* Problem details *
Some lines below hold "MockElement". Pick them out and copy them.

____ Data to examine

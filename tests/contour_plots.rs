//! Integration tests: plan, vertical and stream-function contours

use aquiplot::model::Model;
use aquiplot::output::surface::{Artist, Aspect, Figure};
use aquiplot::output::visualization::Palette;
use aquiplot::plots::{
    ContourOptions, FluxContourOptions, HeadAlongLineOptions, Legend, PlotBase, PlotError, SteadyPlots,
    TransientPlots, VContourOptions,
};
use approx::assert_relative_eq;

mod common;
use common::{mixed_stack, spans, LayeredModel, MockElement};

const WINDOW: [f64; 4] = [0.0, 100.0, -50.0, 50.0];

/// Renderer with only the shared operations
struct BarePlots<'a>(&'a LayeredModel);

impl PlotBase for BarePlots<'_> {
    fn model(&self) -> &dyn Model {
        self.0
    }

    fn methods(&self) -> &'static [&'static str] {
        &["topview", "xsection"]
    }
}

// =================================================================================================
// Base variant
// =================================================================================================

#[test]
fn test_base_variant_has_no_grid_operations() {
    let model = LayeredModel::steady(mixed_stack());
    let plots = BarePlots(&model);
    let mut fig = Figure::default();

    let err = plots.contour(&mut fig, None, &ContourOptions::new(WINDOW)).unwrap_err();
    assert!(matches!(err, PlotError::NotImplemented("contour")));
    assert_eq!(err.to_string(), "contour() must be implemented by a specialized plot variant");

    let err = plots.head_along_line(&mut fig, None, &HeadAlongLineOptions::default()).unwrap_err();
    assert!(matches!(err, PlotError::NotImplemented("headalongline")));
    assert!(fig.is_empty());
}

#[test]
fn test_steady_variant_has_no_head_along_line() {
    let model = LayeredModel::steady(mixed_stack());
    let mut fig = Figure::default();
    let err = SteadyPlots::new(&model)
        .head_along_line(&mut fig, None, &HeadAlongLineOptions::default())
        .unwrap_err();
    assert!(matches!(err, PlotError::NotImplemented(_)));
}

// =================================================================================================
// Plan contours
// =================================================================================================

#[test]
fn test_steady_contour_panel() {
    let model = LayeredModel::steady(mixed_stack()).with_elements(vec![MockElement::well(50.0, 0.0, vec![0])]);
    let plots = SteadyPlots::new(&model);
    let mut fig = Figure::default();
    let opts = ContourOptions { return_contours: true, ..ContourOptions::new(WINDOW) };

    let result = plots.contour(&mut fig, None, &opts).unwrap();
    let ax = fig.axes(result.axes).unwrap();

    assert_eq!(ax.aspect(), Aspect::Equal);
    assert_eq!(ax.xlim(), (0.0, 100.0));
    assert_eq!(ax.ylim(), (-50.0, 50.0));
    assert_eq!(ax.legend().len(), 1);
    assert_eq!(ax.legend()[0].label, "layer 0");
    assert_eq!(ax.contours().count(), 1);
    assert!(ax.artists().iter().any(|a| matches!(a, Artist::Markers { .. })));

    let sets = result.contours.unwrap();
    assert_eq!(sets.len(), 1);
    assert!(sets[0].segment_count() > 0);
    assert_eq!(sets[0].color(), Palette::default_cycle().color(0));
}

#[test]
fn test_contours_not_returned_by_default() {
    let model = LayeredModel::steady(mixed_stack());
    let mut fig = Figure::default();
    let result = SteadyPlots::new(&model).contour(&mut fig, None, &ContourOptions::new(WINDOW)).unwrap();
    assert!(result.contours.is_none());
}

#[test]
fn test_contour_levels_are_vertical_lines() {
    let model = LayeredModel::steady(mixed_stack());
    let plots = SteadyPlots::new(&model);
    let mut fig = Figure::default();
    let opts = ContourOptions {
        return_contours: true,
        ..ContourOptions::new(WINDOW).with_levels(vec![-0.3, -0.6])
    };

    let sets = plots.contour(&mut fig, None, &opts).unwrap().contours.unwrap();
    let lines = sets[0].lines();
    for (line, x) in lines.iter().zip([30.0, 60.0]) {
        assert!(!line.segments.is_empty());
        for [a, b] in &line.segments {
            assert_relative_eq!(a.0, x, epsilon = 1e-9);
            assert_relative_eq!(b.0, x, epsilon = 1e-9);
        }
    }
    assert_eq!(sets[0].labels().len(), 2);
}

#[test]
fn test_all_aquifers_with_named_legend() {
    let model = LayeredModel::steady(mixed_stack());
    let plots = SteadyPlots::new(&model);
    let mut fig = Figure::default();
    let names: Vec<String> = ["upper", "middle", "lower"].iter().map(|s| s.to_string()).collect();
    let opts = ContourOptions {
        layers: None,
        legend: Legend::Names(names.clone()),
        return_contours: true,
        ..ContourOptions::new(WINDOW)
    };

    let result = plots.contour(&mut fig, None, &opts).unwrap();
    let ax = fig.axes(result.axes).unwrap();
    let labels: Vec<String> = ax.legend().iter().map(|e| e.label.clone()).collect();
    assert_eq!(labels, names);

    let colors: Vec<_> = result.contours.unwrap().iter().map(|cs| cs.color()).collect();
    let cycle = Palette::default_cycle();
    assert_eq!(colors, vec![cycle.color(0), cycle.color(1), cycle.color(2)]);
}

#[test]
fn test_legend_off() {
    let model = LayeredModel::steady(mixed_stack());
    let mut fig = Figure::default();
    let opts = ContourOptions { legend: Legend::from(false), ..ContourOptions::new(WINDOW) };
    let result = SteadyPlots::new(&model).contour(&mut fig, None, &opts).unwrap();
    assert!(fig.axes(result.axes).unwrap().legend().is_empty());
}

#[test]
fn test_contour_rejects_coarse_grid() {
    let model = LayeredModel::steady(mixed_stack());
    let mut fig = Figure::default();
    let err = SteadyPlots::new(&model)
        .contour(&mut fig, None, &ContourOptions::new(WINDOW).with_ngr(1))
        .unwrap_err();
    assert!(matches!(err, PlotError::InvalidConfiguration(_)));
    assert!(fig.is_empty());
}

#[test]
fn test_contour_propagates_model_failure() {
    let model = LayeredModel::steady(mixed_stack());
    let mut fig = Figure::default();
    let err = SteadyPlots::new(&model)
        .contour(&mut fig, None, &ContourOptions::new(WINDOW).with_layers(5))
        .unwrap_err();
    assert!(matches!(err, PlotError::Model(_)));
}

#[test]
fn test_transient_contour_uses_time_and_one_decimal() {
    let model = LayeredModel::transient(mixed_stack());
    let plots = TransientPlots::new(&model);
    let mut fig = Figure::default();
    // at t = 2 heads are shifted by 0.2: level -0.3 sits at x = 50
    let opts = ContourOptions {
        return_contours: true,
        ..ContourOptions::new(WINDOW).with_levels(vec![-0.3, -0.6]).at_time(2.0)
    };

    let result = plots.contour(&mut fig, None, &opts).unwrap();
    let ax = fig.axes(result.axes).unwrap();
    assert_eq!(ax.aspect(), Aspect::Equal);
    assert_eq!(ax.xlim(), (0.0, 100.0));

    let sets = result.contours.unwrap();
    let labels: Vec<&str> = sets[0].labels().iter().map(|l| l.text.as_str()).collect();
    assert_eq!(labels, vec!["-0.3", "-0.6"]);
    let [a, _] = sets[0].lines()[0].segments[0];
    assert_relative_eq!(a.0, 50.0, epsilon = 1e-9);
}

// =================================================================================================
// Head along a line
// =================================================================================================

#[test]
fn test_head_along_line_default() {
    let model = LayeredModel::transient(mixed_stack());
    let mut fig = Figure::default();

    let id = TransientPlots::new(&model)
        .head_along_line(&mut fig, None, &HeadAlongLineOptions::default())
        .unwrap();
    let ax = fig.axes(id).unwrap();
    assert_eq!(ax.legend().len(), 1);
    assert_eq!(ax.legend()[0].label, "head (t=1.0, layer=0)");
    assert!(ax.grid());
}

#[test]
fn test_head_along_line_layers_and_times() {
    let model = LayeredModel::transient(mixed_stack());
    let mut fig = Figure::default();
    let opts = HeadAlongLineOptions {
        x2: 100.0,
        npoints: 11,
        t: vec![1.0, 2.5],
        sstart: 10.0,
        legend: false,
        ..HeadAlongLineOptions::default().with_layers(vec![0, 2])
    };

    let id = TransientPlots::new(&model).head_along_line(&mut fig, None, &opts).unwrap();
    let ax = fig.axes(id).unwrap();
    assert!(ax.legend().is_empty());

    let lines: Vec<(&Vec<(f64, f64)>, Option<&String>)> = ax
        .artists()
        .iter()
        .filter_map(|a| match a {
            Artist::Line { points, label, .. } => Some((points, label.as_ref())),
            _ => None,
        })
        .collect();
    let labels: Vec<&str> = lines.iter().filter_map(|(_, l)| l.map(|s| s.as_str())).collect();
    assert_eq!(
        labels,
        vec![
            "head (t=1.0, layer=0)",
            "head (t=2.5, layer=0)",
            "head (t=1.0, layer=2)",
            "head (t=2.5, layer=2)",
        ]
    );

    // distance starts at sstart; head = -0.01 x + layer + 0.1 t
    let (points, _) = lines[3];
    assert_relative_eq!(points[0].0, 10.0);
    assert_relative_eq!(points[10].0, 110.0);
    assert_relative_eq!(points[0].1, 2.25, epsilon = 1e-12);
    assert_relative_eq!(points[10].1, 1.25, epsilon = 1e-12);
}

// =================================================================================================
// Vertical contours
// =================================================================================================

#[test]
fn test_vcontour_with_layout() {
    let model = LayeredModel::steady(mixed_stack());
    let plots = SteadyPlots::new(&model);
    let mut fig = Figure::default();

    let (id, cs) = plots
        .vcontour(&mut fig, None, &VContourOptions::new([0.0, 100.0, 0.0, 0.0], 10))
        .unwrap();
    let ax = fig.axes(id).unwrap();

    assert!(cs.segment_count() > 0);
    assert_eq!(cs.color(), Palette::default_cycle().color(0));
    assert_eq!(cs.extent(), ((0.0, 100.0), (-20.0, 10.0)));

    assert_eq!(spans(ax), vec![(-2.0, 0.0), (-10.0, -10.0)]);
    assert_eq!(ax.contours().count(), 1);
}

#[test]
fn test_vcontour_needs_two_points() {
    let model = LayeredModel::steady(mixed_stack());
    let mut fig = Figure::default();
    let err = SteadyPlots::new(&model)
        .vcontour(&mut fig, None, &VContourOptions::new([0.0, 100.0, 0.0, 0.0], 1))
        .unwrap_err();
    assert!(matches!(err, PlotError::InvalidConfiguration(_)));
}

#[test]
fn test_stream_function_contours() {
    let model = LayeredModel::steady(mixed_stack());
    let plots = SteadyPlots::new(&model);
    let mut fig = Figure::default();
    // discharge [0.05, 0.1, 0.2] gives rows [-0.35, -0.3, -0.3, -0.2, -0.2, 0]
    let opts = FluxContourOptions::new(0.0, 100.0, 5, vec![-0.1, -0.25]);

    let id = plots.vcontoursf1d(&mut fig, None, &opts).unwrap();
    let ax = fig.axes(id).unwrap();
    let cs = ax.contours().next().unwrap();

    assert_eq!(cs.levels(), vec![-0.1, -0.25]);
    for (line, z) in cs.lines().iter().zip([-15.0, -6.0]) {
        for [a, b] in &line.segments {
            assert_relative_eq!(a.1, z, epsilon = 1e-9);
            assert_relative_eq!(b.1, z, epsilon = 1e-9);
        }
    }
    assert!(cs.labels().is_empty());
    assert_eq!(ax.xlim(), (0.0, 100.0));
}

// =================================================================================================
// Description
// =================================================================================================

#[test]
fn test_display_lists_methods() {
    let steady = LayeredModel::steady(mixed_stack());
    let text = SteadyPlots::new(&steady).to_string();
    assert!(text.starts_with("aquiplot steady plots, available methods:\n - contour\n - tracelines"));
    assert!(text.ends_with(" - xsection"));

    let transient = LayeredModel::transient(mixed_stack());
    let text = TransientPlots::new(&transient).to_string();
    assert!(text.starts_with("aquiplot transient plots"));
    assert!(text.contains(" - head_along_line"));
}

________

* Reply to the task *
use common::{mixed_stack, spans, LayeredModel, MockElement};
    let model = LayeredModel::steady(mixed_stack()).with_elements(vec![MockElement::well(50.0, 0.0, vec![0])]);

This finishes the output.